• [Recorded data]
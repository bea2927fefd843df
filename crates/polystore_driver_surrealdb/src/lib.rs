//! SurrealDB driver: document/graph backend speaking SurrealQL.
//!
//! Connection options: `url` (required, e.g. `ws://localhost:8000`),
//! `namespace`, `database`, `username`, `password`.

mod driver;

pub use driver::{SurrealBackend, SurrealFactory};

use polystore_core::BackendRegistry;
use std::sync::Arc;

/// Stable registry name.
pub const BACKEND_NAME: &str = "surrealdb";

/// Register this driver with a backend registry.
pub fn register(registry: &BackendRegistry) {
    registry.register(Arc::new(SurrealFactory));
}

• [What you will do] Nothing in the data may be left out; copy every line exactly.

• [Result of the exercise]
repository bea2927fefd843df
filename crates/polystore_driver_surrealdb/src/lib.rs
//! SurrealDB driver: document/graph backend speaking SurrealQL.
//!
//! Connection options: `url` (required, e.g. `ws://localhost:8000`),
//! `namespace`, `database`, `username`, `password`.

mod driver;

pub use driver::{SurrealBackend, SurrealFactory};

use polystore_core::BackendRegistry;
use std::sync::Arc;

/// Stable registry name.
pub const BACKEND_NAME: &str = "surrealdb";

/// Register this driver with a backend registry.
pub fn register(registry: &BackendRegistry) {
    registry.register(Arc::new(SurrealFactory));
}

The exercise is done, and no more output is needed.